In Duncan’s Bride, Linda Howard tells a story of resilience through the characters of Madelyn and Reese. This is an enjoyable read, with steamy bedroom scenes and a satisfying ending.
#349: Silhouette Intimate Moments
Duncan’s Bride has an old-school plot, even by the standards of romances written in 1990. (That wasn’t a long time ago!) In Silhouette Intimate Moments #349 by Linda Howard, a 28-year-old beauty from New York City travels across the country to become the mail-order bride of a hero who’s damn lucky to get her.
Madelyn, the shining star of this romance, is 28 years old and has worked for her stepbrother’s company for a few years. Although she’s hit a wall in her career, she’s secure in her identity. Madelyn is funny, outspoken, and friendly. She’s a lovely woman with no baggage.
On the other hand, Gideon “Reese” Duncan carries a 5-piece set of Samsonite luggage packed full of bricks. He’s a divorced rancher in Montana who decides it’s time to settle down with a new wife.
Years ago, his first marriage ended in disaster when his gorgeous ex left him, bored with life in the country. Reese was forced to sell his family lands and lay off the workers to liquidate his assets, which were split 50-50.
Embittered by a disappointing first marriage and impoverished by the divorce settlement, it has taken Reese years to dig himself out of the financial hole his ex left him in. He runs his ranch all alone, working from dawn until midnight, caring for his livestock. Reese’s house is in shambles, he drives an old truck, and his ranch has been running at a loss for years.
Now that he might turn a profit, getting a wife seems like the logical next step. But this time, Reese wants marriage based on practicality rather than passion. He places a frank, unromantic ad in a few small-town newspapers, stating his blunt needs with no offer of love. What a catch this guy is!
Madelyn, who, despite being a big city girl, happens to subscribe to small-town newspapers to keep up with “real life and real people.” She sees Reese’s ad and is intrigued. So much so that Maddie drops a letter in the mail responding to him. She dreamily wonders about the kind of man seeking a bride through the post.
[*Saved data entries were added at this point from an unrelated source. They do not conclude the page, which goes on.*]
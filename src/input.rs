//! Native keyboard bindings.
//!
//! | Key | Command |
//! |---|---|
//! | W/S/A/D or arrows, Space | drive (held) |
//! | Tab | next part |
//! | B / M / G | next body / rim / glass preset |
//! | 1-4 | front / side / rear / top view |
//! | C | follow camera on/off |
//! | R | auto-rotate on/off |
//! | E | next environment |
//! | H | shadows on/off |
//! | PageUp / PageDown | previous / next car |
//! | P | screenshot |
//! | U | share |
//! | F11 | fullscreen |

use winit::keyboard::KeyCode;

use crate::{
    camera::ViewPreset, command::Command, motion::DriveInput, parts::PartCategory,
    session::Session, stage::Environment,
};

fn next<T: PartialEq + Copy>(items: &[T], current: T, step: isize) -> Option<T> {
    if items.is_empty() {
        return None;
    }
    let len = items.len() as isize;
    let idx = items.iter().position(|item| *item == current).unwrap_or(0) as isize;
    Some(items[(idx + step).rem_euclid(len) as usize])
}

/// Tracks held drive keys and turns key presses into commands.
#[derive(Debug, Default)]
pub struct Keyboard {
    drive: DriveInput,
}

impl Keyboard {
    pub fn on_key(&mut self, session: &Session, key: KeyCode, pressed: bool) -> Option<Command> {
        if let Some(held) = self.drive_key(key) {
            if *held == pressed {
                return None;
            }
            *held = pressed;
            return Some(Command::Drive(self.drive));
        }
        if !pressed {
            return None;
        }

        let selection = session.selection();
        let catalog = session.catalog();
        let command = match key {
            KeyCode::Tab => {
                let parts = session.available_parts();
                Command::SelectPart(next(&parts, selection.part, 1).unwrap_or(PartCategory::CarBody))
            }
            KeyCode::KeyB => Command::SelectBodyMaterial((selection.body + 1) % catalog.main().len()),
            KeyCode::KeyM => Command::SelectRimMaterial((selection.rim + 1) % catalog.main().len()),
            KeyCode::KeyG => {
                Command::SelectGlassMaterial((selection.glass + 1) % catalog.glass().len())
            }
            KeyCode::Digit1 => Command::SetCameraView(ViewPreset::Front),
            KeyCode::Digit2 => Command::SetCameraView(ViewPreset::Side),
            KeyCode::Digit3 => Command::SetCameraView(ViewPreset::Rear),
            KeyCode::Digit4 => Command::SetCameraView(ViewPreset::Top),
            KeyCode::KeyC => Command::SetFollowCamera(!session.follow_camera()),
            KeyCode::KeyR => Command::SetAutoRotate(!session.auto_rotate()),
            KeyCode::KeyE => Command::SelectEnvironment(next(
                &Environment::SELECTABLE,
                session.stage.environment,
                1,
            )?),
            KeyCode::KeyH => Command::SetShadows(!session.stage.shadows),
            KeyCode::PageUp => Command::SelectCar(next(session.profile().lineup, selection.car, -1)?),
            KeyCode::PageDown => Command::SelectCar(next(session.profile().lineup, selection.car, 1)?),
            KeyCode::KeyP => Command::Screenshot,
            KeyCode::KeyU => Command::Share,
            KeyCode::F11 => Command::ToggleFullscreen,
            _ => return None,
        };
        Some(command)
    }

    fn drive_key(&mut self, key: KeyCode) -> Option<&mut bool> {
        match key {
            KeyCode::KeyW | KeyCode::ArrowUp => Some(&mut self.drive.forward),
            KeyCode::KeyS | KeyCode::ArrowDown => Some(&mut self.drive.backward),
            KeyCode::KeyA | KeyCode::ArrowLeft => Some(&mut self.drive.left),
            KeyCode::KeyD | KeyCode::ArrowRight => Some(&mut self.drive.right),
            KeyCode::Space => Some(&mut self.drive.brake),
            _ => None,
        }
    }
}

#[cfg(test)]
mod tests {
    use super::*;
    use crate::{garage::CarChoice, launch::LaunchOptions};

    #[test]
    fn held_keys_only_report_changes() {
        let session = Session::new(&LaunchOptions::default());
        let mut keyboard = Keyboard::default();
        let pressed = keyboard.on_key(&session, KeyCode::KeyW, true);
        assert_eq!(
            pressed,
            Some(Command::Drive(DriveInput {
                forward: true,
                ..Default::default()
            }))
        );
        // key repeat
        assert_eq!(keyboard.on_key(&session, KeyCode::KeyW, true), None);
        assert_eq!(
            keyboard.on_key(&session, KeyCode::KeyW, false),
            Some(Command::Drive(DriveInput::default()))
        );
    }

    #[test]
    fn page_keys_cycle_the_lineup() {
        let options = LaunchOptions::from_pairs([("app", "showroom")]);
        let session = Session::new(&options);
        let mut keyboard = Keyboard::default();
        assert_eq!(
            keyboard.on_key(&session, KeyCode::PageDown, true),
            Some(Command::SelectCar(CarChoice::Lamborghini))
        );
        assert_eq!(
            keyboard.on_key(&session, KeyCode::PageUp, true),
            Some(Command::SelectCar(CarChoice::McLaren))
        );
    }

    #[test]
    fn presets_wrap_around() {
        let session = Session::new(&LaunchOptions::default());
        let mut keyboard = Keyboard::default();
        let glass = session.catalog().glass().len();
        assert_eq!(
            keyboard.on_key(&session, KeyCode::KeyG, true),
            Some(Command::SelectGlassMaterial(1 % glass))
        );
        assert_eq!(keyboard.on_key(&session, KeyCode::KeyG, false), None);
    }
}
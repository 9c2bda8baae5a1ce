//! Basic shapes for the procedural cars and the ground.
//!
//! All shapes are centred on the origin with counter-clockwise front faces.

use std::f32::consts::PI;

use cgmath::{ElementWise, Vector3};

use crate::data_structures::model::{MeshGeometry, ModelVertex};

/// An axis-aligned box with the given width (x), height (y) and depth (z).
pub fn cuboid(width: f32, height: f32, depth: f32) -> MeshGeometry {
    let half = Vector3::new(width / 2.0, height / 2.0, depth / 2.0);
    // (normal, u, v) with u x v = normal
    let faces = [
        ([1.0, 0.0, 0.0], [0.0, 0.0, -1.0], [0.0, 1.0, 0.0]),
        ([-1.0, 0.0, 0.0], [0.0, 0.0, 1.0], [0.0, 1.0, 0.0]),
        ([0.0, 1.0, 0.0], [1.0, 0.0, 0.0], [0.0, 0.0, -1.0]),
        ([0.0, -1.0, 0.0], [1.0, 0.0, 0.0], [0.0, 0.0, 1.0]),
        ([0.0, 0.0, 1.0], [1.0, 0.0, 0.0], [0.0, 1.0, 0.0]),
        ([0.0, 0.0, -1.0], [-1.0, 0.0, 0.0], [0.0, 1.0, 0.0]),
    ];
    let mut geometry = MeshGeometry::default();
    for (normal, u, v) in faces {
        let n = Vector3::from(normal).mul_element_wise(half);
        let u = Vector3::from(u).mul_element_wise(half);
        let v = Vector3::from(v).mul_element_wise(half);
        let base = geometry.vertices.len() as u32;
        for (a, b, tex_coords) in [
            (-1.0, -1.0, [0.0, 1.0]),
            (1.0, -1.0, [1.0, 1.0]),
            (1.0, 1.0, [1.0, 0.0]),
            (-1.0, 1.0, [0.0, 0.0]),
        ] {
            geometry.vertices.push(ModelVertex {
                position: (n + u * a + v * b).into(),
                normal,
                tex_coords,
            });
        }
        geometry
            .indices
            .extend([base, base + 1, base + 2, base, base + 2, base + 3]);
    }
    geometry
}

/// A closed cylinder along the y axis.
pub fn cylinder(radius: f32, height: f32, segments: u32) -> MeshGeometry {
    let segments = segments.max(3);
    let half = height / 2.0;
    let mut geometry = MeshGeometry::default();

    for i in 0..=segments {
        let u = i as f32 / segments as f32;
        let (sin, cos) = (u * 2.0 * PI).sin_cos();
        for (y, v) in [(-half, 1.0), (half, 0.0)] {
            geometry.vertices.push(ModelVertex {
                position: [radius * sin, y, radius * cos],
                normal: [sin, 0.0, cos],
                tex_coords: [u, v],
            });
        }
    }
    for i in 0..segments {
        let (a, b, c, d) = (2 * i, 2 * i + 1, 2 * i + 2, 2 * i + 3);
        geometry.indices.extend([a, c, d, a, d, b]);
    }

    for (y, normal_y) in [(half, 1.0f32), (-half, -1.0)] {
        let center = geometry.vertices.len() as u32;
        geometry.vertices.push(ModelVertex {
            position: [0.0, y, 0.0],
            normal: [0.0, normal_y, 0.0],
            tex_coords: [0.5, 0.5],
        });
        for i in 0..=segments {
            let (sin, cos) = (i as f32 / segments as f32 * 2.0 * PI).sin_cos();
            geometry.vertices.push(ModelVertex {
                position: [radius * sin, y, radius * cos],
                normal: [0.0, normal_y, 0.0],
                tex_coords: [0.5 + sin / 2.0, 0.5 + cos / 2.0],
            });
        }
        for i in 0..segments {
            let (ring, next) = (center + 1 + i, center + 2 + i);
            if normal_y > 0.0 {
                geometry.indices.extend([center, ring, next]);
            } else {
                geometry.indices.extend([center, next, ring]);
            }
        }
    }
    geometry
}

/// A UV sphere.
pub fn sphere(radius: f32, width_segments: u32, height_segments: u32) -> MeshGeometry {
    let (w, h) = (width_segments.max(3), height_segments.max(2));
    let mut geometry = MeshGeometry::default();
    for iy in 0..=h {
        let v = iy as f32 / h as f32;
        let (sin_phi, cos_phi) = (v * PI).sin_cos();
        for ix in 0..=w {
            let u = ix as f32 / w as f32;
            let (sin_theta, cos_theta) = (u * 2.0 * PI).sin_cos();
            let normal = [-cos_theta * sin_phi, cos_phi, sin_theta * sin_phi];
            geometry.vertices.push(ModelVertex {
                position: normal.map(|c| c * radius),
                normal,
                tex_coords: [u, v],
            });
        }
    }
    let row = w + 1;
    for iy in 0..h {
        for ix in 0..w {
            let a = iy * row + ix + 1;
            let b = iy * row + ix;
            let c = (iy + 1) * row + ix;
            let d = (iy + 1) * row + ix + 1;
            if iy != 0 {
                geometry.indices.extend([a, b, d]);
            }
            if iy != h - 1 {
                geometry.indices.extend([b, c, d]);
            }
        }
    }
    geometry
}

/// A rectangle in the xy plane facing +z.
pub fn plane(width: f32, height: f32) -> MeshGeometry {
    let (hw, hh) = (width / 2.0, height / 2.0);
    let vertex = |x: f32, y: f32, tex_coords: [f32; 2]| ModelVertex {
        position: [x, y, 0.0],
        normal: [0.0, 0.0, 1.0],
        tex_coords,
    };
    MeshGeometry {
        vertices: vec![
            vertex(-hw, -hh, [0.0, 1.0]),
            vertex(hw, -hh, [1.0, 1.0]),
            vertex(hw, hh, [1.0, 0.0]),
            vertex(-hw, hh, [0.0, 0.0]),
        ],
        indices: vec![0, 1, 2, 0, 2, 3],
    }
}

#[cfg(test)]
mod tests {
    use super::*;
    use cgmath::InnerSpace;

    /// Every triangle's winding agrees with its vertex normals.
    fn assert_outward(geometry: &MeshGeometry) {
        for tri in geometry.indices.chunks(3) {
            let p = |i: u32| Vector3::from(geometry.vertices[i as usize].position);
            let face = (p(tri[1]) - p(tri[0])).cross(p(tri[2]) - p(tri[0]));
            if face.magnitude2() < 1e-12 {
                continue;
            }
            let normal = Vector3::from(geometry.vertices[tri[0] as usize].normal)
                + Vector3::from(geometry.vertices[tri[1] as usize].normal)
                + Vector3::from(geometry.vertices[tri[2] as usize].normal);
            assert!(face.dot(normal) > 0.0, "triangle {:?} faces inwards", tri);
        }
    }

    #[test]
    fn shapes_face_outwards() {
        assert_outward(&cuboid(4.0, 1.0, 2.0));
        assert_outward(&cylinder(0.4, 0.3, 16));
        assert_outward(&sphere(0.2, 8, 8));
        assert_outward(&plane(1.8, 0.8));
    }

    #[test]
    fn cuboid_extents() {
        let geometry = cuboid(4.0, 1.0, 2.0);
        assert_eq!(geometry.vertices.len(), 24);
        assert_eq!(geometry.indices.len(), 36);
        let max_x = geometry
            .vertices
            .iter()
            .map(|v| v.position[0])
            .fold(f32::MIN, f32::max);
        assert_eq!(max_x, 2.0);
    }
}
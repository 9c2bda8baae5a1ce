//! car-configurator
//!
//! Two browser-and-desktop 3D car demos on one small wgpu renderer: the
//! configurator, which loads a glTF car and lets the user swap materials per
//! part, and the showroom, which presents procedural sports cars with paint,
//! camera, environment and lighting controls.
//!
//! High-level modules
//! - `parts`: classification of mesh names into car parts
//! - `catalog`, `material`: preset materials and shared/owned bindings
//! - `session`: the load state machine and every UI command
//! - `command`, `input`, `web`: UI intents from the keyboard or the DOM
//! - `motion`, `camera`: spin, drive, follow camera and orbit controls
//! - `share`, `launch`: share URLs and query/CLI options
//! - `resources`: glTF loading and the procedural showroom cars
//! - `context`, `pipelines`, `render`, `capture`: GPU setup, drawing and screenshots
//! - `flow`: the winit event loop tying it together
//!

pub mod camera;
pub mod capture;
pub mod catalog;
pub mod command;
pub mod context;
pub mod data_structures;
pub mod flow;
pub mod garage;
pub mod input;
pub mod launch;
pub mod material;
pub mod motion;
pub mod parts;
pub mod pipelines;
pub mod render;
pub mod resources;
pub mod session;
pub mod share;
pub mod stage;
#[cfg(target_arch = "wasm32")]
pub mod web;

pub use flow::run;
pub use launch::LaunchOptions;
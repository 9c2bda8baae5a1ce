use crate::{
    data_structures::{
        instance::InstanceRaw,
        model::{ModelVertex, Vertex},
        texture::Texture,
    },
    pipelines::basic::{mk_render_pipeline, pbr_shader},
};

/**
 * Glass, the ground and anything else with opacity below one.
 *
 * The shader always emits premultiplied colour, so a single blend state
 * covers both straight and premultiplied materials. Depth is tested but not
 * written and both faces are drawn, since window panes are single planes.
 */
pub fn mk_transparent_pipeline(
    device: &wgpu::Device,
    format: wgpu::TextureFormat,
    layout: &wgpu::PipelineLayout,
) -> wgpu::RenderPipeline {
    mk_render_pipeline(
        device,
        layout,
        format,
        Some(wgpu::BlendState::PREMULTIPLIED_ALPHA_BLENDING),
        Some(Texture::DEPTH_FORMAT),
        false,
        None,
        &[ModelVertex::desc(), InstanceRaw::desc()],
        pbr_shader(),
    )
}
impl Session {
    pub fn new(options: &LaunchOptions) -> Self {
        let profile = options.profile();
        let environment = match profile.variant {
            AppVariant::Configurator => Environment::Sky,
            AppVariant::Showroom => Environment::Showroom,
        };
        let mut orbit = OrbitController::new();
        orbit.enabled = profile.orbit_controls;
        Self {
            selection: Selection {
                part: PartCategory::CarBody,
                body: MaterialCatalog::DEFAULT_BODY,
                rim: MaterialCatalog::DEFAULT_RIM,
                glass: MaterialCatalog::DEFAULT_GLASS,
                car: options.car,
            },
            catalog: MaterialCatalog::new(),
            state: LoadState::Idle,
            last_ticket: 0,
            model: None,
            classification: Classification::default(),
            pending_config: options.config,
            follow_camera: profile.follow_camera,
            auto_rotate: true,
            camera: Camera::new(profile.eye, profile.target),
            orbit,
            controls: CarControls::default(),
            stage: Stage::new(environment, profile.fog),
            profile,
        }
    }

    pub fn profile(&self) -> &Profile {
        &self.profile
    }

    pub fn catalog(&self) -> &MaterialCatalog {
        &self.catalog
    }

    pub fn selection(&self) -> Selection {
        self.selection
    }

    pub fn state(&self) -> LoadState {
        self.state
    }

    pub fn is_ready(&self) -> bool {
        self.state == LoadState::Ready
    }

    pub fn model(&self) -> Option<&CarModel> {
        self.model.as_ref()
    }

    pub fn classification(&self) -> &Classification {
        &self.classification
    }

    pub fn follow_camera(&self) -> bool {
        self.follow_camera
    }

    pub fn auto_rotate(&self) -> bool {
        self.auto_rotate
    }

    /// Part categories the part dropdown should offer.
    pub fn available_parts(&self) -> Vec<PartCategory> {
        self.classification.available()
    }

    /// Starts loading `car`, dropping the current one. Returns the ticket the
    /// completion has to present.
    pub fn begin_load(&mut self, car: CarChoice) -> u64 {
        self.last_ticket += 1;
        let ticket = self.last_ticket;
        self.state = LoadState::Loading { ticket };
        self.selection.car = car;
        self.model = None;
        self.classification = Classification::default();
        self.controls.speed = 0.0;
        log::info!("Loading '{}' (#{})", car, ticket);
        ticket
    }

    pub fn is_current(&self, ticket: u64) -> bool {
        self.state == LoadState::Loading { ticket }
    }

    fn current_ticket(&self) -> Option<u64> {
        match self.state {
            LoadState::Loading { ticket } => Some(ticket),
            _ => None,
        }
    }

    /// Accepts the result of load `ticket`: classifies the meshes, binds the
    /// selected presets and replays a pending share configuration.
    pub fn complete_load(&mut self, ticket: u64, loaded: LoadedModel) -> Result<(), LoadError> {
        if !self.is_current(ticket) {
            log::info!("Discarding stale load #{}", ticket);
            return Err(LoadError::Stale {
                ticket,
                current: self.current_ticket(),
            });
        }

        let mut model = CarModel::from_loaded(loaded);
        self.classification = Classification::build(model.names());
        for mesh in &mut model.meshes {
            mesh.binding.make_owned().env_map = true;
            mesh.cast_shadow = self.stage.shadows;
            mesh.receive_shadow = self.stage.shadows;
        }
        log::info!("'{}': {}", model.car, self.classification);
        let available = self.classification.available();
        if !available.contains(&self.selection.part) {
            if let Some(&first) = available.first() {
                log::debug!("'{}' has no {}, selecting {}", model.car, self.selection.part, first);
                self.selection.part = first;
            }
        }
        self.model = Some(model);
        self.state = LoadState::Classified;

        if self.profile.variant == AppVariant::Configurator {
            self.update_materials();
        }
        self.state = LoadState::Ready;

        if let Some(config) = self.pending_config.take() {
            self.apply_share_config(config);
        }
        Ok(())
    }

    /// Records a failed load. The session stays without a car.
    pub fn fail_load(&mut self, ticket: u64, reason: impl fmt::Display) {
        if !self.is_current(ticket) {
            log::info!("Ignoring failure of stale load #{}: {}", ticket, reason);
            return;
        }
        log::error!("Failed to load '{}': {}", self.selection.car, reason);
        self.state = LoadState::Idle;
        self.model = None;
    }

    fn apply_share_config(&mut self, config: ShareConfig) {
        if config.car != self.selection.car {
            log::info!(
                "Shared configuration is for '{}', not '{}'",
                config.car,
                self.selection.car
            );
            return;
        }
        log::info!("Applying shared configuration for '{}'", config.car);
        self.edit_bucket(PartCategory::CarBody, |material| {
            material.color = config.color;
            material.metalness = config.metalness;
            material.roughness = config.roughness;
        });
    }

    /// Binds the selected body, rim and glass presets to their buckets.
    /// Every mesh in a bucket shares the very same preset.
    pub fn update_materials(&mut self) {
        let body = self.catalog.main_preset(self.selection.body).cloned();
        let rim = self.catalog.main_preset(self.selection.rim).cloned();
        let glass = self.catalog.glass_preset(self.selection.glass).cloned();
        for (category, preset) in [
            (PartCategory::CarBody, body),
            (PartCategory::Rims, rim),
            (PartCategory::Glass, glass),
        ] {
            if let Some(preset) = preset {
                self.bind_bucket(category, &preset);
            }
        }
    }

    fn bind_bucket(&mut self, category: PartCategory, preset: &MaterialPreset) {
        let Some(model) = self.model.as_mut() else {
            return;
        };
        for &idx in self.classification.bucket(category) {
            if let Some(mesh) = model.mesh_mut(idx) {
                mesh.binding = MaterialBinding::Shared(preset.clone());
            }
        }
    }

    /// Runs `edit` on an owned copy of every material in the bucket.
    fn edit_bucket(&mut self, category: PartCategory, edit: impl Fn(&mut Material)) {
        let Some(model) = self.model.as_mut() else {
            return;
        };
        for &idx in self.classification.bucket(category) {
            if let Some(mesh) = model.mesh_mut(idx) {
                edit(mesh.binding.make_owned());
            }
        }
    }

    /// The body material of the current car as a share configuration.
    pub fn share_config(&self) -> Option<ShareConfig> {
        let model = self.model.as_ref()?;
        let first = *self.classification.bucket(PartCategory::CarBody).first()?;
        let material = model.meshes.get(first)?.material();
        Some(ShareConfig {
            car: model.car,
            color: material.color,
            metalness: material.metalness,
            roughness: material.roughness,
        })
    }

    pub fn apply(&mut self, command: Command) -> Effect {
        if !self.is_ready() && !command.allowed_while_loading() {
            log::debug!("Ignoring {:?} while {:?}", command, self.state);
            return Effect::None;
        }

        match command {
            Command::SelectPart(part) => self.selection.part = part,
            Command::PickColor(color) => self.pick_color(color),
            Command::PaintBody(color) => {
                self.edit_bucket(PartCategory::CarBody, |material| material.color = color)
            }
            Command::SetMetalness(value) => {
                let value = value.clamp(0.0, 1.0);
                self.edit_bucket(PartCategory::CarBody, |material| material.metalness = value)
            }
            Command::SetRoughness(value) => {
                let value = value.clamp(0.0, 1.0);
                self.edit_bucket(PartCategory::CarBody, |material| material.roughness = value)
            }
            Command::SelectBodyMaterial(idx) => {
                if self.catalog.main_preset(idx).is_some() {
                    self.selection.body = idx;
                    self.update_materials();
                } else {
                    log::warn!("No body material #{}", idx);
                }
            }
            Command::SelectRimMaterial(idx) => {
                if self.catalog.main_preset(idx).is_some() {
                    self.selection.rim = idx;
                    self.update_materials();
                } else {
                    log::warn!("No rim material #{}", idx);
                }
            }
            Command::SelectGlassMaterial(idx) => {
                if self.catalog.glass_preset(idx).is_some() {
                    self.selection.glass = idx;
                    self.update_materials();
                } else {
                    log::warn!("No glass material #{}", idx);
                }
            }
            Command::SetCameraView(view) => self.camera.set_view(view),
            Command::Zoom(distance) => self.camera.set_distance(distance),
            Command::SetFollowCamera(follow) => self.follow_camera = follow,
            Command::SetAutoRotate(enabled) => {
                self.auto_rotate = enabled;
                self.orbit.auto_rotate = enabled;
            }
            Command::SelectEnvironment(environment) => self.stage.environment = environment,
            Command::SetLighting(intensity) => self.stage.set_lighting(intensity),
            Command::SetShadows(enabled) => {
                self.stage.shadows = enabled;
                if let Some(model) = self.model.as_mut() {
                    for mesh in &mut model.meshes {
                        mesh.cast_shadow = enabled;
                        mesh.receive_shadow = enabled;
                    }
                }
            }
            Command::SelectCar(car) => {
                if !self.profile.offers(car) {
                    log::warn!("'{}' is not offered here", car);
                    return Effect::None;
                }
                let ticket = self.begin_load(car);
                return Effect::Load { car, ticket };
            }
            Command::Drive(input) => self.controls.input = input,
            Command::Screenshot => {
                return Effect::Screenshot {
                    file_name: SCREENSHOT_FILE_NAME,
                };
            }
            Command::Share => {
                let Some(config) = self.share_config() else {
                    log::warn!("Nothing to share: the car has no body meshes");
                    return Effect::None;
                };
                return match config.encode() {
                    Ok(encoded) => Effect::Share { encoded },
                    Err(e) => {
                        log::warn!("Could not encode configuration: {}", e);
                        Effect::None
                    }
                };
            }
            Command::ToggleFullscreen => return Effect::ToggleFullscreen,
        }
        Effect::None
    }

    fn pick_color(&mut self, color: Color) {
        match self.selection.part {
            part @ (PartCategory::CarBody | PartCategory::Rims | PartCategory::Wheels) => {
                self.edit_bucket(part, |material| material.color = color)
            }
            part => log::debug!("Colour picker does not apply to {}", part),
        }
    }

    /// Advances car and camera by `dt`.
    pub fn update_frame(&mut self, dt: Duration) {
        let Some(model) = self.model.as_mut() else {
            return;
        };
        let secs = dt.as_secs_f32();

        if self.auto_rotate {
            model.transform.rotate_y(secs * self.profile.spin_speed);
        }
        self.controls
            .update(&mut model.transform, secs * motion::DRIVE_TIME_SCALE);
        if motion::recover_out_of_bounds(&mut model.transform, &mut self.controls) {
            log::debug!("Car left the track, back to the start");
        }

        let position = model.transform.position;
        if self.follow_camera {
            let target = motion::follow_target(position);
            self.camera.eye = motion::damp(self.camera.eye, target, motion::FOLLOW_DAMPING, secs);
        } else if self.orbit.enabled {
            self.orbit.update(&mut self.camera, dt);
        } else {
            self.camera.eye = self.profile.eye;
        }
        self.camera.look_at(Point3::from_vec(position));
    }
}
She soon finds out. Reese offers Madelyn a bus ticket from NYC to Montana (bus tickets he can’t afford, mind you); she insists on flying out to see him. It’s an instant attraction for them both. Reese concedes that he would like nothing more than to have Madelyn’s legs wrapped around his waist. (He says this, plus lots of other sexy things to Maddie.)
However, she’d never be suited for wife material. Disappointed, Madelyn leaves the next day, but not before the two share a passionate kiss.
That’s all it takes for her to fall in love with Reese. She flies back to the Big Apple, nursing a broken heart. It’s only when Reese’s other options for wives turn out to be duds that he agrees to take Madelyn as his bride.
That’s after she signs a prenuptial agreement, which stipulates she doesn’t get a penny in case of divorce. He’s had enough of gold diggers and won’t get shafted again.
Like I said, What a catch, eh?
Reese isn’t the worst, but he’s so hung up on the pain his first marriage brought that he’s a hard character to like. Madelyn is wonderful, working hard to transform his house into a comforting home again. She paints the siding, tends to the animals, and makes passionate love with Resse.
One thing Linda Howard does right is knowing how to write erotic love scenes. Besides the fantastic heroine, the sexy moments are the highlights of this romance.
As for Reese, my goodness, is that man a blockhead? Yes, he’s good-looking, possessive, virile, and has all those alpha traits that make a Romancelandia hero swoon-worthy. He also has this wonderful, amazing woman by his side who’s willing to go through hardships, facing them head-on with vigor, proving repeatedly that she’s worthy of his love.
The problem is that Reese is undeserving of Madelyn’s devotion. There were so many moments when I wanted Madelyn to give Reese the old heave-ho. Ultimately, Madelyn and Reese both have to face the truth alone. I disliked part of the conclusion and how Reese came to his epiphany, but stubborn men will be stubborn men, and Reese is just that.
Final Analysis of Duncan’s Bride
I wondered why this book was called Duncan’s Bride, not Reese’s Bride. Duncan’s Bride does have a nicer ring, then why not name the hero Duncan Reese instead of Reese Duncan? Pointless questions like that plague me.
I would have given this book an average positive review if not for the greatness that was Madelyn. Despite her fine qualities, she was far from perfect and Reese was fallibly human. In the end, love wins. So I was happy for Maddie, even though the man she had her heart set on wasn’t an easy man to love.